On a trip through Hong Kong, Shanghai and Chengdu, AnOther delves into the artists and art institutions that are defining culture in China today
Hong Kong is a city designed to be viewed from an altitude. With the world’s largest number of skyscrapers – there are over 9,000 high-rise buildings, and more than 400 skyscrapers – nestled amongst the city’s winding highways and subtropical verdant mountains, walking through the city is a disorientating experience, like it’s built for cars, not humans. One of the best views of the city can be found at Salisterra, a panoramic bar on the 49th floor of The Upper House hotel that looks out onto Victoria Harbour, Kowloon side, with its glittering landscape of skyscrapers and enormous LED screens wrapped around the sides of buildings; no real-life city comes closer to the one depicted in Ridley Scott’s Blade Runner (the director cited the city as a major influence for his dystopian sci-fi). The notorious smog that cloaks the Hong Kong skyline, turning the sun and surrounding atmosphere a hypnotic, claustrophobic orange, only adds to the cinematic feel of the place. And with so many iconic film scenes set here – there’s policeman Qiwu chasing a mysterious girl in a blonde wig through a shopping arcade in Chungking Express, Maggie Cheung strutting up and down the city’s alleyways in exquisite cheongsam dresses in In The Mood For Love, and a gun-wielding confrontation between a gangster and a cop, set on a roof against the vast Hong Kong skyline, in crime thriller Internal Affairs – it’s easy to see why directors were so taken with this city; just like the films set here, Hong Kong is frantic, intoxicating, and full of colour, character, and life.

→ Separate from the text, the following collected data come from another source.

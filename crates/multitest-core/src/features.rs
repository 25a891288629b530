// crates/multitest-core/src/features.rs
// ============================================================================
// Module: Feature Sets
// Description: Validated feature universes and the combinations drawn from them.
// Purpose: Guarantee every feature name survives the comma-joined tool flag.
// Dependencies: thiserror
// ============================================================================

//! ## Overview
//! A [`FeatureSet`] is the fixed, ordered feature universe for one run. It is
//! validated once at construction so the runner never has to re-check names.
//! A [`Combination`] is a non-empty subset of that universe, kept in the
//! universe's order.
//!
//! ## Invariants
//! - Names are unique, non-empty, and never `default`.
//! - Names contain only alphanumerics (Unicode included) and `_`, `-`, `+`, `.`.
//! - A set holds at most [`MAX_FEATURES`] names.

// ============================================================================
// SECTION: Imports
// ============================================================================

use std::collections::BTreeSet;
use std::fmt;

use thiserror::Error;

use crate::combinations::Combinations;
use crate::combinations::combination_count;

// ============================================================================
// SECTION: Limits
// ============================================================================

/// Maximum number of features in one set (65 535 combinations).
pub const MAX_FEATURES: usize = 16;
/// Maximum length of a single feature name in bytes.
pub const MAX_FEATURE_NAME_LENGTH: usize = 64;
/// Cargo's implicit default feature, which is never toggled explicitly.
const DEFAULT_FEATURE: &str = "default";

// ============================================================================
// SECTION: Errors
// ============================================================================

/// Feature set validation errors.
#[derive(Debug, Clone, PartialEq, Eq, Error)]
pub enum FeatureSetError {
    /// A feature name was empty or whitespace.
    #[error("feature names must be non-empty")]
    EmptyName,
    /// A feature name exceeded [`MAX_FEATURE_NAME_LENGTH`].
    #[error("feature name `{name}` exceeds {limit} bytes")]
    NameTooLong {
        /// Offending name.
        name: String,
        /// Allowed length.
        limit: usize,
    },
    /// A feature name contained a character the tool flag cannot carry.
    #[error("feature name `{name}` contains invalid character `{character}`")]
    InvalidCharacter {
        /// Offending name.
        name: String,
        /// First invalid character.
        character: char,
    },
    /// The reserved `default` feature was listed.
    #[error("feature `default` cannot be toggled explicitly")]
    ReservedName,
    /// A feature name appeared twice.
    #[error("feature `{0}` is listed more than once")]
    Duplicate(String),
    /// Too many features to enumerate.
    #[error("{count} features exceed the limit of {limit}")]
    TooMany {
        /// Number of features supplied.
        count: usize,
        /// Allowed number of features.
        limit: usize,
    },
}

// ============================================================================
// SECTION: Feature Set
// ============================================================================

/// Ordered, validated feature universe for a run.
///
/// # Invariants
/// - Order is the order names were supplied in; enumeration follows it.
#[derive(Debug, Clone, Default, PartialEq, Eq)]
pub struct FeatureSet {
    /// Feature names in enumeration order.
    names: Vec<String>,
}

impl FeatureSet {
    /// Builds a feature set from names, validating each one.
    ///
    /// # Errors
    ///
    /// Returns [`FeatureSetError`] when a name is invalid, duplicated, or the
    /// set is larger than [`MAX_FEATURES`].
    pub fn new<I, S>(names: I) -> Result<Self, FeatureSetError>
    where
        I: IntoIterator<Item = S>,
        S: Into<String>,
    {
        let names: Vec<String> = names.into_iter().map(Into::into).collect();
        if names.len() > MAX_FEATURES {
            return Err(FeatureSetError::TooMany {
                count: names.len(),
                limit: MAX_FEATURES,
            });
        }
        validate_feature_names(names.iter().map(String::as_str))?;
        Ok(Self {
            names,
        })
    }

    /// Returns the feature names in enumeration order.
    #[must_use]
    pub fn names(&self) -> &[String] {
        &self.names
    }

    /// Returns the number of features.
    #[must_use]
    pub const fn len(&self) -> usize {
        self.names.len()
    }

    /// Returns true when the set has no features.
    #[must_use]
    pub const fn is_empty(&self) -> bool {
        self.names.is_empty()
    }

    /// Returns true when `name` is part of the set.
    #[must_use]
    pub fn contains(&self, name: &str) -> bool {
        self.names.iter().any(|candidate| candidate == name)
    }

    /// Enumerates combinations, smallest first, up to `max_size` features each.
    #[must_use]
    pub fn combinations(&self, max_size: Option<usize>) -> Combinations<'_> {
        Combinations::new(&self.names, max_size)
    }

    /// Returns how many combinations [`FeatureSet::combinations`] will yield.
    #[must_use]
    pub fn combination_count(&self, max_size: Option<usize>) -> u64 {
        combination_count(self.names.len(), max_size)
    }
}

/// Checks names and uniqueness without applying the [`MAX_FEATURES`] cap.
///
/// Callers that trim a universe before building a [`FeatureSet`] validate the
/// untrimmed names with this first.
///
/// # Errors
///
/// Returns [`FeatureSetError`] for the first invalid or repeated name.
pub fn validate_feature_names<'a, I>(names: I) -> Result<(), FeatureSetError>
where
    I: IntoIterator<Item = &'a str>,
{
    let mut seen = BTreeSet::new();
    for name in names {
        validate_name(name)?;
        if !seen.insert(name) {
            return Err(FeatureSetError::Duplicate(name.to_string()));
        }
    }
    Ok(())
}

/// Validates a single feature name.
fn validate_name(name: &str) -> Result<(), FeatureSetError> {
    if name.trim().is_empty() {
        return Err(FeatureSetError::EmptyName);
    }
    if name.len() > MAX_FEATURE_NAME_LENGTH {
        return Err(FeatureSetError::NameTooLong {
            name: name.to_string(),
            limit: MAX_FEATURE_NAME_LENGTH,
        });
    }
    if name == DEFAULT_FEATURE {
        return Err(FeatureSetError::ReservedName);
    }
    if let Some(character) = name.chars().find(|ch| !is_feature_char(*ch)) {
        return Err(FeatureSetError::InvalidCharacter {
            name: name.to_string(),
            character,
        });
    }
    Ok(())
}

/// Returns true for characters allowed in a feature name.
///
/// Cargo accepts Unicode identifiers, so non-ASCII letters and digits pass.
fn is_feature_char(ch: char) -> bool {
    ch.is_alphanumeric() || matches!(ch, '_' | '-' | '+' | '.')
}

// ============================================================================
// SECTION: Combination
// ============================================================================

/// Non-empty subset of a [`FeatureSet`], in set order.
#[derive(Debug, Clone, PartialEq, Eq, Hash)]
pub struct Combination {
    /// Enabled features.
    features: Vec<String>,
}

impl Combination {
    /// Builds a combination from already-validated names.
    pub(crate) const fn from_validated(features: Vec<String>) -> Self {
        Self {
            features,
        }
    }

    /// Returns the enabled features.
    #[must_use]
    pub fn features(&self) -> &[String] {
        &self.features
    }

    /// Returns the number of enabled features (always at least one).
    #[must_use]
    pub const fn size(&self) -> usize {
        self.features.len()
    }

    /// Returns the comma-joined value passed to `--features`.
    #[must_use]
    pub fn feature_flag(&self) -> String {
        self.features.join(",")
    }

    /// Returns the human-readable list, e.g. `clipboard, piv`.
    #[must_use]
    pub fn label(&self) -> String {
        self.features.join(", ")
    }
}

impl fmt::Display for Combination {
    fn fmt(&self, f: &mut fmt::Formatter<'_>) -> fmt::Result {
        write!(f, "[{}]", self.label())
    }
}
// crates/multitest-cli/src/main.rs
// ============================================================================
// Module: multitest CLI Entry Point
// Description: Runs the external test tool for every feature combination.
// Purpose: Surface feature-interaction bugs with a single command.
// Dependencies: clap, multitest-config, multitest-core, thiserror.
// ============================================================================

//! ## Overview
//! With no arguments `multitest` reads the `[features]` table of
//! `./Cargo.toml` and runs `cargo test --no-default-features --features
//! <combination>` for every non-empty combination, smallest first. The first
//! failing combination's output is printed and its exit code becomes the
//! process exit code. All user-facing strings are routed through the i18n
//! catalog.

// ============================================================================
// SECTION: Modules
// ============================================================================


// ============================================================================
// SECTION: Imports
// ============================================================================

use std::io::Write;
use std::path::PathBuf;
use std::process::ExitCode;

use clap::ArgAction;
use clap::Parser;
use clap::ValueEnum;
use multitest_cli::i18n::Locale;
use multitest_cli::i18n::set_locale;
use multitest_cli::plan::FeatureSource;
use multitest_cli::plan::PlanError;
use multitest_cli::plan::PlanInputs;
use multitest_cli::plan::RunPlan;
use multitest_cli::plan::resolve_plan;
use multitest_cli::t;
use multitest_config::MultitestConfig;
use multitest_config::config_toml_example;
use multitest_core::Combination;
use multitest_core::CombinationFailure;
use multitest_core::FailureMode;
use multitest_core::ProcessInvoker;
use multitest_core::RunObserver;
use multitest_core::RunOutcome;
use multitest_core::RunReport;
use multitest_core::RunnerError;
use multitest_core::ToolCommand;
use multitest_core::run_feature_matrix;
use thiserror::Error;

// ============================================================================
// SECTION: Constants
// ============================================================================

/// Environment variable for CLI locale selection.
const LANG_ENV: &str = "MULTITEST_LANG";
/// Exit code used when the tool's own code cannot be propagated.
const FALLBACK_EXIT_CODE: u8 = 1;

// ============================================================================
// SECTION: CLI Types
// ============================================================================

/// Top-level CLI definition.
#[derive(Parser, Debug)]
#[command(name = "multitest", disable_version_flag = true)]
struct Cli {
    /// Print version information and exit.
    #[arg(long = "version", action = ArgAction::SetTrue)]
    show_version: bool,
    /// Print an example configuration file and exit.
    #[arg(long, action = ArgAction::SetTrue)]
    example_config: bool,
    /// Preferred output language (overrides `MULTITEST_LANG`).
    #[arg(long, value_enum, value_name = "LANG")]
    lang: Option<LangArg>,
    /// Repository root; the tool runs here (defaults to the current directory).
    #[arg(long, value_name = "DIR")]
    root: Option<PathBuf>,
    /// Manifest to read features from (defaults to `<root>/Cargo.toml`).
    #[arg(long, value_name = "PATH")]
    manifest_path: Option<PathBuf>,
    /// Config file path (defaults to `<root>/multitest.toml` or `MULTITEST_CONFIG`).
    #[arg(long, value_name = "PATH")]
    config: Option<PathBuf>,
    /// Explicit comma-separated feature universe.
    #[arg(long, value_name = "FEATURES", value_delimiter = ',')]
    features: Option<Vec<String>>,
    /// Comma-separated features to leave out.
    #[arg(long, value_name = "FEATURES", value_delimiter = ',')]
    exclude: Vec<String>,
    /// Tool subcommand to sweep (repeatable; defaults to `test`).
    #[arg(long = "verb", value_name = "VERB")]
    verbs: Vec<String>,
    /// Largest combination size to test.
    #[arg(long, value_name = "N")]
    max_size: Option<usize>,
    /// Keep going after failures and report every failing combination.
    #[arg(long, action = ArgAction::SetTrue)]
    keep_going: bool,
    /// List the planned commands without running them.
    #[arg(long, action = ArgAction::SetTrue)]
    dry_run: bool,
    /// Echo each command line to stderr before running it.
    #[arg(long, short = 'v', action = ArgAction::SetTrue)]
    verbose: bool,
}

impl Cli {
    /// Builds planning inputs from the parsed flags.
    fn plan_inputs(&self, root: PathBuf) -> PlanInputs {
        PlanInputs {
            root,
            manifest_path: self.manifest_path.clone(),
            features: self.features.clone(),
            exclude: self.exclude.clone(),
            verbs: self.verbs.clone(),
            max_size: self.max_size,
            keep_going: self.keep_going,
        }
    }
}

/// Supported CLI language selections.
#[derive(ValueEnum, Copy, Clone, Debug)]
enum LangArg {
    /// English.
    En,
    /// Catalan.
    Ca,
}

impl From<LangArg> for Locale {
    fn from(value: LangArg) -> Self {
        match value {
            LangArg::En => Self::En,
            LangArg::Ca => Self::Ca,
        }
    }
}

// ============================================================================
// SECTION: Errors
// ============================================================================

/// CLI error wrapper for localized error messages.
#[derive(Debug, Error)]
#[error("{message}")]
struct CliError {
    /// Human-readable error message.
    message: String,
}

impl CliError {
    /// Constructs a new [`CliError`] from a localized message.
    const fn new(message: String) -> Self {
        Self {
            message,
        }
    }
}

/// CLI result alias for fallible operations.
type CliResult<T> = Result<T, CliError>;

// ============================================================================
// SECTION: Entry Point
// ============================================================================

/// CLI entry point returning an exit code.
fn main() -> ExitCode {
    match run() {
        Ok(code) => code,
        Err(err) => emit_error(&err.to_string()),
    }
}

/// Executes the CLI.
fn run() -> CliResult<ExitCode> {
    let cli = Cli::parse();
    let env_lang = std::env::var(LANG_ENV).ok();
    let locale = resolve_locale(cli.lang, env_lang.as_deref())?;
    set_locale(locale);
    if locale != Locale::En {
        write_stderr_line(&t!("i18n.disclaimer.machine_translated"))
            .map_err(|err| CliError::new(output_error("stderr", &err)))?;
    }

    if cli.show_version {
        let version = env!("CARGO_PKG_VERSION");
        write_stdout_line(&t!("main.version", version = version))
            .map_err(|err| CliError::new(output_error("stdout", &err)))?;
        return Ok(ExitCode::SUCCESS);
    }
    if cli.example_config {
        write_stdout_text(&config_toml_example())
            .map_err(|err| CliError::new(output_error("stdout", &err)))?;
        return Ok(ExitCode::SUCCESS);
    }

    let root = cli.root.clone().unwrap_or_else(|| PathBuf::from("."));
    let config = MultitestConfig::load(cli.config.as_deref(), &root)
        .map_err(|err| CliError::new(t!("config.load_failed", error = err)))?;
    let plan = resolve_plan(&cli.plan_inputs(root), &config).map_err(plan_error)?;

    for feature in &plan.unknown_exclusions {
        write_stderr_line(&t!("plan.exclude_unknown", feature = feature))
            .map_err(|err| CliError::new(output_error("stderr", &err)))?;
    }
    if plan.features.is_empty() {
        write_stderr_line(&t!("plan.no_features"))
            .map_err(|err| CliError::new(output_error("stderr", &err)))?;
        return Ok(ExitCode::SUCCESS);
    }
    if cli.dry_run {
        return command_dry_run(&plan);
    }
    command_run(&plan, cli.verbose)
}

// ============================================================================
// SECTION: Commands
// ============================================================================

/// Runs every planned invocation.
fn command_run(plan: &RunPlan, verbose: bool) -> CliResult<ExitCode> {
    let mut observer = ConsoleObserver {
        show_verb: plan.tools.len() > 1,
        verbose,
    };
    let report = run_feature_matrix(
        &plan.features,
        &plan.tools,
        &mut ProcessInvoker,
        &mut observer,
        plan.options,
    )
    .map_err(|err| CliError::new(t!("run.failed", error = err)))?;

    match report.outcome() {
        RunOutcome::Passed => Ok(ExitCode::SUCCESS),
        RunOutcome::Failed {
            exit_code,
        } => {
            if plan.options.mode == FailureMode::CollectAll {
                write_summary(&report)
                    .map_err(|err| CliError::new(output_error("stdout", &err)))?;
            }
            Ok(ExitCode::from(exit_code_for(exit_code)))
        }
    }
}

/// Lists planned command lines without running them.
fn command_dry_run(plan: &RunPlan) -> CliResult<ExitCode> {
    write_stdout_line(&t!("dry_run.source", source = source_label(&plan.source)))
        .map_err(|err| CliError::new(output_error("stdout", &err)))?;
    write_stdout_line(&t!(
        "dry_run.header",
        count = plan.invocation_count(),
        features = plan.features.len()
    ))
    .map_err(|err| CliError::new(output_error("stdout", &err)))?;
    for tool in &plan.tools {
        for combination in plan.features.combinations(plan.options.max_size) {
            write_stdout_line(&t!("dry_run.line", command = tool.command_line(&combination)))
                .map_err(|err| CliError::new(output_error("stdout", &err)))?;
        }
    }
    Ok(ExitCode::SUCCESS)
}

// ============================================================================
// SECTION: Progress Output
// ============================================================================

/// Observer writing progress labels and failure output to the console.
struct ConsoleObserver {
    /// Include the verb in progress labels.
    show_verb: bool,
    /// Echo command lines to stderr.
    verbose: bool,
}

impl RunObserver for ConsoleObserver {
    fn combination_started(
        &mut self,
        tool: &ToolCommand,
        combination: &Combination,
    ) -> Result<(), RunnerError> {
        let label = if self.show_verb {
            t!("run.progress_verb", verb = tool.verb(), features = combination.label())
        } else {
            t!("run.progress", features = combination.label())
        };
        write_stdout_line(&label)
            .map_err(|err| RunnerError::Report(output_error("stdout", &err)))?;
        if self.verbose {
            write_stderr_line(&t!("run.command", command = tool.command_line(combination)))
                .map_err(|err| RunnerError::Report(output_error("stderr", &err)))?;
        }
        Ok(())
    }

    fn combination_failed(&mut self, failure: &CombinationFailure) -> Result<(), RunnerError> {
        write_stdout_text(&failure.result.output)
            .map_err(|err| RunnerError::Report(output_error("stdout", &err)))
    }
}

/// Writes the collect-all failure summary.
fn write_summary(report: &RunReport) -> std::io::Result<()> {
    write_stdout_line(&t!(
        "run.summary.header",
        failed = report.failures.len(),
        total = report.invocations()
    ))?;
    for failure in &report.failures {
        write_stdout_line(&t!(
            "run.summary.line",
            verb = failure.verb,
            features = failure.combination.label(),
            code = failure.result.status.exit_code()
        ))?;
    }
    Ok(())
}

// ============================================================================
// SECTION: Helpers
// ============================================================================

/// Describes where the feature universe came from.
fn source_label(source: &FeatureSource) -> String {
    match source {
        FeatureSource::CommandLine => t!("dry_run.source.command_line"),
        FeatureSource::Config => t!("dry_run.source.config"),
        FeatureSource::Manifest(path) => path.display().to_string(),
    }
}

/// Maps a tool exit code onto a non-zero process exit code.
fn exit_code_for(code: i32) -> u8 {
    u8::try_from(code).ok().filter(|code| *code != 0).unwrap_or(FALLBACK_EXIT_CODE)
}

/// Resolves the output locale from the flag or environment.
fn resolve_locale(lang: Option<LangArg>, env_lang: Option<&str>) -> CliResult<Locale> {
    if let Some(lang) = lang {
        return Ok(lang.into());
    }
    if let Some(value) = env_lang {
        return Locale::parse(value).ok_or_else(|| {
            CliError::new(t!("i18n.lang.invalid_env", env = LANG_ENV, value = value))
        });
    }
    Ok(Locale::En)
}

/// Converts a planning error into a localized CLI error.
fn plan_error(err: PlanError) -> CliError {
    let message = match err {
        PlanError::Manifest {
            path,
            source,
        } => t!("plan.manifest_failed", path = path, error = source),
        PlanError::Features(err) => t!("plan.features_invalid", error = err),
        PlanError::Verb(verb) => t!("plan.verb_invalid", verb = verb),
        PlanError::MaxSize {
            limit,
        } => t!("plan.max_size_invalid", limit = limit),
    };
    CliError::new(message)
}

/// Writes a line to stdout.
fn write_stdout_line(message: &str) -> std::io::Result<()> {
    let mut stdout = std::io::stdout();
    writeln!(&mut stdout, "{message}")
}

/// Writes captured text to stdout, terminating it with a newline.
fn write_stdout_text(text: &str) -> std::io::Result<()> {
    let mut stdout = std::io::stdout().lock();
    stdout.write_all(text.as_bytes())?;
    if !text.ends_with('\n') {
        stdout.write_all(b"\n")?;
    }
    stdout.flush()
}

/// Writes a line to stderr.
fn write_stderr_line(message: &str) -> std::io::Result<()> {
    let mut stderr = std::io::stderr();
    writeln!(&mut stderr, "{message}")
}

/// Formats a localized output error message.
fn output_error(stream: &str, error: &std::io::Error) -> String {
    let stream_label = match stream {
        "stdout" => t!("output.stream.stdout"),
        "stderr" => t!("output.stream.stderr"),
        _ => t!("output.stream.unknown"),
    };
    t!("output.write_failed", stream = stream_label, error = error)
}

/// Emits an error message to stderr and returns a failure exit code.
fn emit_error(message: &str) -> ExitCode {
    let _ = write_stderr_line(message);
    ExitCode::from(FALLBACK_EXIT_CODE)
}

And sitting by the window in my hotel room on the 38th floor of The Upper House, it’s hard not to feel like Scarlett Johansson in Lost in Translation, wistfully gazing out at a foreign skyline through a pane of glass. Although we are surveying entirely different cities – her, Tokyo, I, Hong Kong – The Park Hyatt hotel, where most of Sofia Coppola’s beloved unfolds, is one of the main inspirations behind The Upper House, where rooms also have special nooks to sit and take in the view. Designed by Hong Kong-born architect André Fu, the hotel’s rooms are vast, warm and earthy, with lush wood panelling, soft lighting, sharp-edged bathtubs, and furniture upholstered in mossy green. The entrance hall of the hotel, which one passes through via an escalator, is a womb-like, bamboo-clad art installation in its own right. Nicknamed ‘The Lantern’, the structure was inspired by Torii temples; traditional Japanese gates found at the entrances of Shinto shrines that symbolically mark the transition from the normal, everyday world to the sacred. “There are elements I have been thinking about ever since my first visit to the Park Hyatt Tokyo,” wrote Fu of the inspiration behind the hotel. “I still remember vividly the old proportions and modernist lines, and to this day it remains one of my favourite hotels for its warmth and welcoming ambience.” The same can be said of The Upper House, a place that, despite being built vertically, has a calming, homely atmosphere.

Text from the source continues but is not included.